Chi ha già investito nella sostenibilità si troverebbe penalizzato, mentre chi non ha ancora avviato il processo potrebbe essere incentivato a rimandarlo ulteriormente. Una riduzione degli obblighi rischia inoltre di compromettere la credibilità del sistema ESG europeo.
Le pressioni internazionali rendono il contesto ancora più complesso. Gli Stati Uniti, soprattutto dopo l’insediamento di Donald Trump, minacciano dazi punitivi per contrastare le normative ESG europee, considerate una barriera commerciale.
Nel frattempo, il Commissario Hoekstra (ex ministro delle Finanze olandese con un passato in Shell) ha annunciato un ridimensionamento del Carbon Border Adjustment Mechanism (CBAM) con esenzioni per l’80% delle imprese UE.
Anche la comunicazione ambientale potrebbe subire un colpo significativo.
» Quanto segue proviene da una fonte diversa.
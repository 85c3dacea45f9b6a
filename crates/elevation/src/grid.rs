use terrastream_common::TileCoord;

use crate::ElevationError;

/// Square grid of normalized heights for one tile.
///
/// Samples are row-major: `j` walks +Z (rows), `i` walks +X (columns). Sample
/// `(i, j)` sits at world `origin + (i, j) * tile_size / (resolution - 1)`, so
/// the last column of a tile and the first column of its east neighbour share
/// world positions.
#[derive(Debug, Clone, PartialEq)]
pub struct ElevationGrid {
    coord: TileCoord,
    resolution: usize,
    tile_size: f32,
    seed: u64,
    samples: Vec<f32>,
}

impl ElevationGrid {
    /// Wrap an existing sample buffer. The buffer must hold `resolution^2` values.
    pub fn new(
        coord: TileCoord,
        resolution: usize,
        tile_size: f32,
        seed: u64,
        samples: Vec<f32>,
    ) -> Result<Self, ElevationError> {
        if resolution < 2 {
            return Err(ElevationError::InvalidResolution(resolution));
        }
        let expected = resolution * resolution;
        if samples.len() != expected {
            return Err(ElevationError::SampleCount {
                expected,
                actual: samples.len(),
            });
        }
        Ok(Self {
            coord,
            resolution,
            tile_size,
            seed,
            samples,
        })
    }

    /// Grid with every sample set to `value`.
    pub fn filled(
        coord: TileCoord,
        resolution: usize,
        tile_size: f32,
        seed: u64,
        value: f32,
    ) -> Result<Self, ElevationError> {
        let count = resolution.saturating_mul(resolution);
        Self::new(coord, resolution, tile_size, seed, vec![value; count])
    }

    pub fn coord(&self) -> TileCoord {
        self.coord
    }

    pub fn resolution(&self) -> usize {
        self.resolution
    }

    pub fn tile_size(&self) -> f32 {
        self.tile_size
    }

    /// Seed of the noise field the grid was generated from.
    pub fn seed(&self) -> u64 {
        self.seed
    }

    pub fn samples(&self) -> &[f32] {
        &self.samples
    }

    /// Distance in world units between adjacent samples.
    pub fn spacing(&self) -> f32 {
        self.tile_size / (self.resolution - 1) as f32
    }

    fn index(&self, i: usize, j: usize) -> usize {
        debug_assert!(i < self.resolution && j < self.resolution);
        j * self.resolution + i
    }

    pub fn get(&self, i: usize, j: usize) -> f32 {
        self.samples[self.index(i, j)]
    }

    pub fn set(&mut self, i: usize, j: usize, value: f32) {
        let idx = self.index(i, j);
        self.samples[idx] = value;
    }

    /// Samples of column `i`, ordered by increasing Z.
    pub fn column(&self, i: usize) -> Vec<f32> {
        (0..self.resolution).map(|j| self.get(i, j)).collect()
    }

    /// Samples of row `j`, ordered by increasing X.
    pub fn row(&self, j: usize) -> Vec<f32> {
        let start = self.index(0, j);
        self.samples[start..start + self.resolution].to_vec()
    }

    pub fn min_max(&self) -> (f32, f32) {
        self.samples
            .iter()
            .fold((f32::INFINITY, f32::NEG_INFINITY), |(lo, hi), &v| {
                (lo.min(v), hi.max(v))
            })
    }

    /// `max - min` over all samples.
    pub fn range(&self) -> f32 {
        let (lo, hi) = self.min_max();
        hi - lo
    }

    /// Bilinear lookup at tile-local `(u, v)` in `[0, 1]`; inputs are clamped.
    pub fn sample(&self, u: f32, v: f32) -> f32 {
        let last = (self.resolution - 1) as f32;
        let fx = u.clamp(0.0, 1.0) * last;
        let fz = v.clamp(0.0, 1.0) * last;
        let i0 = (fx.floor() as usize).min(self.resolution - 2);
        let j0 = (fz.floor() as usize).min(self.resolution - 2);
        let tx = fx - i0 as f32;
        let tz = fz - j0 as f32;

        let a = self.get(i0, j0) + (self.get(i0 + 1, j0) - self.get(i0, j0)) * tx;
        let b = self.get(i0, j0 + 1) + (self.get(i0 + 1, j0 + 1) - self.get(i0, j0 + 1)) * tx;
        a + (b - a) * tz
    }
}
Se meno imprese fossero coinvolte nella rendicontazione ESG, si perderebbe un'importante leva di sensibilizzazione sulla sostenibilità.
La CSRD non è solo un obbligo normativo, ma un elemento chiave nella narrazione della transizione ecologica. Le aziende più virtuose, che hanno investito nella rendicontazione, rischiano di essere penalizzate rispetto a chi ha evitato di adeguarsi, con conseguenze sulla credibilità del messaggio virtuoso.
In un periodo molto complesso per le vicende europee, il destino del Green Deal appare incerto. Il dibattito attorno al Decreto Omnibus mostra come la sostenibilità non sia solo una questione ambientale, ma anche economica e politica.
La domanda che resta aperta è se l’Europa manterrà la sua leadership o cederà alle pressioni interne ed esterne.
La trasparenza è un valore essenziale per costruire un futuro più equo e sostenibile.